Forse è solo una proiezione, una sensazione che non possiamo condividere.
Il tempo scorre, noi corriamo, loro corrono. Ci siamo solo noi, il campo,
loro, il cielo sopra, l’orologio. Le gambe e il sudore, la bellezza di una
trama imprevista che si dipana dai piedi, dai movimenti. Le prodezze e gli
errori marchiani, in un silenzio immoto, rotto da frasi e brevi urli lontani.

Verso il finale
loro accorciano, hanno deciso di attaccare in massa. Facciamo un paio di
contropiedi micidiali, ma poi siamo un po’ stanchi e subiamo la reazione.

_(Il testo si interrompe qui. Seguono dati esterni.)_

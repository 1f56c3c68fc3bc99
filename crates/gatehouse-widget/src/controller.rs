//! Widget lifecycle and user actions.
//!
//! # Design
//! - A generation counter identifies the live session. Every await point is
//!   followed by a generation check, so a completion that lands after
//!   `hide()` changes nothing and publishes nothing.
//! - The state mutex is never held across an `.await` or while events are
//!   published; listeners may call back into the controller.
//! - One submission may be in flight per session.

use std::mem;
use std::sync::{Arc, Mutex, MutexGuard, PoisonError};

use gatehouse_config::{
    ConfigResult, ResolvedSettings, WidgetOptions, WidgetSettings, resolve_options,
    resolve_settings,
};
use gatehouse_core::{
    Catalog, ClientError, ConfigurationFault, CredentialForm, DefaultValidator, FormValidator,
    IdentityClient, IdentitySelection, LoginRequest, RequestBuilder, ResetForm, SignupForm,
    SsoResolver, SsoState, StrategyKind, ValidationFault, ViewEvent, ViewState,
};
use gatehouse_events::{EventBus, FaultKind, Operation, WidgetEvent};
use gatehouse_telemetry::{record_view, session_span};
use tracing::{Instrument, Span, debug, info, warn};
use uuid::Uuid;

use crate::outcome::{ShowOutcome, SubmitOutcome, WidgetSnapshot};
use crate::session::Session;

enum Phase {
    Idle,
    Loading,
    Active(Box<Session>),
}

struct State {
    generation: u64,
    phase: Phase,
}

struct Inner {
    settings: ResolvedSettings,
    client: Arc<dyn IdentityClient>,
    validator: Arc<dyn FormValidator>,
    events: EventBus,
    state: Mutex<State>,
}

/// What happens to the session after an accepted submission.
#[derive(Clone, Copy)]
enum AfterSuccess {
    Release,
    KeepBusy,
    Fire(ViewEvent),
}

struct Ticket<R> {
    generation: u64,
    span: Span,
    request: R,
}

/// One widget instance.
///
/// Cloning yields another handle to the same instance.
#[derive(Clone)]
pub struct WidgetController {
    inner: Arc<Inner>,
}
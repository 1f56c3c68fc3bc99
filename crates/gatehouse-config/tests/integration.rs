use gatehouse_config::{
    ResponseType, WidgetOptions, WidgetSettings, resolve_options, resolve_settings,
};

#[test]
fn host_document_resolves_into_transport_and_auth_params() -> anyhow::Result<()> {
    let options = WidgetOptions::from_json_str(
        r#"{
            "callbackURL": "http://myapp.com/callback",
            "responseType": "token",
            "forceJSONP": true,
            "connections": ["twitter", "google-oauth2", "invalid-connection"],
            "authParams": {
                "state": "foo",
                "access_type": "offline",
                "connection_scopes": { "twitter": ["grant1", "grant2"] }
            }
        }"#,
    )?;
    let resolved = resolve_options(&options)?;

    assert_eq!(resolved.transport.response_type, ResponseType::Token);
    assert!(resolved.transport.force_jsonp);
    assert!(resolved.transport.callback_on_location_hash);
    assert_eq!(
        resolved.transport.callback_url.as_deref(),
        Some("http://myapp.com/callback")
    );
    assert_eq!(resolved.connections.as_ref().map(Vec::len), Some(3));
    assert_eq!(resolved.auth_params.state().as_deref(), Some("foo"));
    assert_eq!(
        resolved.auth_params.connection_scope_for("twitter"),
        Some(vec!["grant1".to_string(), "grant2".to_string()])
    );
    let forwarded = resolved.auth_params.forwarded();
    assert_eq!(forwarded.len(), 1);
    assert_eq!(forwarded["access_type"], "offline");
    Ok(())
}

#[test]
fn malformed_document_is_reported_as_parse_error() {
    let err = WidgetOptions::from_json_str(r#"{ "connections": "twitter" }"#).unwrap_err();
    assert_eq!(err.code(), "invalid_options_document");
}

#[test]
fn settings_document_uses_host_spelling() -> anyhow::Result<()> {
    let settings: WidgetSettings =
        serde_json::from_str(r#"{ "clientID": "123456789", "domain": "abc.contoso.com" }"#)?;
    let resolved = resolve_settings(&settings)?;
    assert_eq!(resolved.client_id, "123456789");
    assert_eq!(resolved.assets_url, "https://abc.contoso.com/");
    assert_eq!(resolved.cdn, "https://abc.contoso.com/w2/");
    Ok(())
}
//! Scriptable identity client for controller tests.
//!
//! The fake records every call it receives and can hold any operation behind
//! a [`Gate`] so tests can interleave `hide()` with an in-flight request.

use std::collections::HashMap;
use std::sync::{Arc, Mutex, MutexGuard, PoisonError};

use async_trait::async_trait;
use gatehouse_config::TransportSettings;
use gatehouse_core::{
    ChangePasswordRequest, ClientConfiguration, ClientError, IdentityClient, LoginRequest,
    SignupRequest, SsoState,
};
use gatehouse_events::Operation;
use tokio::sync::Notify;

use crate::fixtures;

/// Pauses one operation until released.
#[derive(Clone, Default)]
pub struct Gate {
    entered: Arc<Notify>,
    release: Arc<Notify>,
}

impl Gate {
    /// Wait until the gated operation has started.
    pub async fn entered(&self) {
        self.entered.notified().await;
    }

    /// Let the gated operation finish.
    pub fn release(&self) {
        self.release.notify_one();
    }

    async fn pass(&self) {
        self.entered.notify_one();
        self.release.notified().await;
    }
}

/// Collaborator call a [`Gate`] can hold.
#[derive(Debug, Clone, Copy, PartialEq, Eq, Hash)]
pub enum Call {
    /// `fetch_client_configuration`.
    Configuration,
    /// `fetch_sso_state`.
    Sso,
    /// `login`.
    Login,
    /// `signup`.
    Signup,
    /// `change_password`.
    ChangePassword,
}

impl Call {
    const fn operation(self) -> Operation {
        match self {
            Self::Configuration | Self::Sso => Operation::Show,
            Self::Login => Operation::Login,
            Self::Signup => Operation::Signup,
            Self::ChangePassword => Operation::ChangePassword,
        }
    }
}

#[derive(Default)]
struct Script {
    configuration: Option<ClientConfiguration>,
    sso: Option<SsoState>,
    rejections: HashMap<Operation, (String, String)>,
    gates: HashMap<Call, Gate>,
}

/// Calls observed by a [`FakeClient`].
#[derive(Debug, Clone, Default)]
pub struct Recorded {
    /// Transport settings passed to `configure`.
    pub configured: Vec<TransportSettings>,
    /// Number of configuration fetches.
    pub configuration_fetches: usize,
    /// `use_directory_sso` flag of each SSO lookup.
    pub sso_requests: Vec<bool>,
    /// Login requests.
    pub logins: Vec<LoginRequest>,
    /// Signup requests.
    pub signups: Vec<SignupRequest>,
    /// Change-password requests.
    pub password_changes: Vec<ChangePasswordRequest>,
}

/// In-memory [`IdentityClient`].
#[derive(Clone)]
pub struct FakeClient {
    script: Arc<Mutex<Script>>,
    recorded: Arc<Mutex<Recorded>>,
}

impl Default for FakeClient {
    fn default() -> Self {
        Self::new(fixtures::sample_client_configuration())
    }
}

impl FakeClient {
    /// Client serving `configuration` with no SSO session.
    #[must_use]
    pub fn new(configuration: ClientConfiguration) -> Self {
        let script = Script {
            configuration: Some(configuration),
            sso: Some(fixtures::sso_unavailable()),
            ..Script::default()
        };
        Self {
            script: Arc::new(Mutex::new(script)),
            recorded: Arc::new(Mutex::new(Recorded::default())),
        }
    }

    /// Report `state` from SSO lookups.
    #[must_use]
    pub fn with_sso(self, state: SsoState) -> Self {
        lock(&self.script).sso = Some(state);
        self
    }

    /// Fail every SSO lookup.
    #[must_use]
    pub fn failing_sso(self) -> Self {
        lock(&self.script).sso = None;
        self
    }

    /// Fail every configuration fetch.
    #[must_use]
    pub fn failing_configuration(self) -> Self {
        lock(&self.script).configuration = None;
        self
    }

    /// Reject `operation` with a backend error payload.
    #[must_use]
    pub fn rejecting(self, operation: Operation, code: &str, description: &str) -> Self {
        lock(&self.script)
            .rejections
            .insert(operation, (code.to_string(), description.to_string()));
        self
    }

    /// Hold `call` until the returned gate is released.
    #[must_use]
    pub fn gate(&self, call: Call) -> Gate {
        let gate = Gate::default();
        lock(&self.script).gates.insert(call, gate.clone());
        gate
    }

    /// Snapshot of recorded calls.
    #[must_use]
    pub fn recorded(&self) -> Recorded {
        lock(&self.recorded).clone()
    }

    async fn checkpoint(&self, call: Call) -> Result<(), ClientError> {
        let gate = lock(&self.script).gates.get(&call).cloned();
        if let Some(gate) = gate {
            gate.pass().await;
        }
        let operation = call.operation();
        let rejection = lock(&self.script).rejections.get(&operation).cloned();
        match rejection {
            Some((code, description)) => Err(ClientError::Rejected {
                operation: operation.as_str(),
                code,
                description,
            }),
            None => Ok(()),
        }
    }
}

#[async_trait]
impl IdentityClient for FakeClient {
    fn configure(&self, settings: &TransportSettings) {
        lock(&self.recorded).configured.push(settings.clone());
    }

    async fn fetch_client_configuration(&self) -> Result<ClientConfiguration, ClientError> {
        lock(&self.recorded).configuration_fetches += 1;
        self.checkpoint(Call::Configuration).await?;
        lock(&self.script)
            .configuration
            .clone()
            .ok_or(ClientError::Unavailable {
                operation: "fetch_client_configuration",
            })
    }

    async fn fetch_sso_state(&self, use_directory_sso: bool) -> Result<SsoState, ClientError> {
        lock(&self.recorded).sso_requests.push(use_directory_sso);
        let gate = lock(&self.script).gates.get(&Call::Sso).cloned();
        if let Some(gate) = gate {
            gate.pass().await;
        }
        lock(&self.script)
            .sso
            .clone()
            .ok_or(ClientError::Unavailable {
                operation: "fetch_sso_state",
            })
    }

    async fn login(&self, request: LoginRequest) -> Result<(), ClientError> {
        lock(&self.recorded).logins.push(request);
        self.checkpoint(Call::Login).await
    }

    async fn signup(&self, request: SignupRequest) -> Result<(), ClientError> {
        lock(&self.recorded).signups.push(request);
        self.checkpoint(Call::Signup).await
    }

    async fn change_password(&self, request: ChangePasswordRequest) -> Result<(), ClientError> {
        lock(&self.recorded).password_changes.push(request);
        self.checkpoint(Call::ChangePassword).await
    }
}

fn lock<T>(mutex: &Mutex<T>) -> MutexGuard<'_, T> {
    mutex.lock().unwrap_or_else(PoisonError::into_inner)
}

Uno dei nostri si infortuna, uno dei loro esce per bilanciare. A un minuto
dal fischio siamo pari. Al fischio siamo sotto di uno. Pazienza, il risultato
conta fino a un certo punto. Sciamiamo assieme, sotto i platani, negli spogliatoi,
tra le chiacchiere, i brevi racconti concitati. L’acqua che ti toglie dieci
gradi centigradi in un colpo solo, i muscoli a riposo sulle panche, il vapore.


Vestiti e ancora
bagnati, sentiamo la voce di uno degli organizzatori nel corridoio. Sembra
che su un altro campo la nazionale di calcio stia pareggiando senza troppo
onore. Non ho idea se anche a quei giocatori faccia piacere la sensazione
del sudore sulla nuca e delle gambe che girano. Certo non salteranno mai
una loro partita per guardarci. Nemmeno noi, del resto.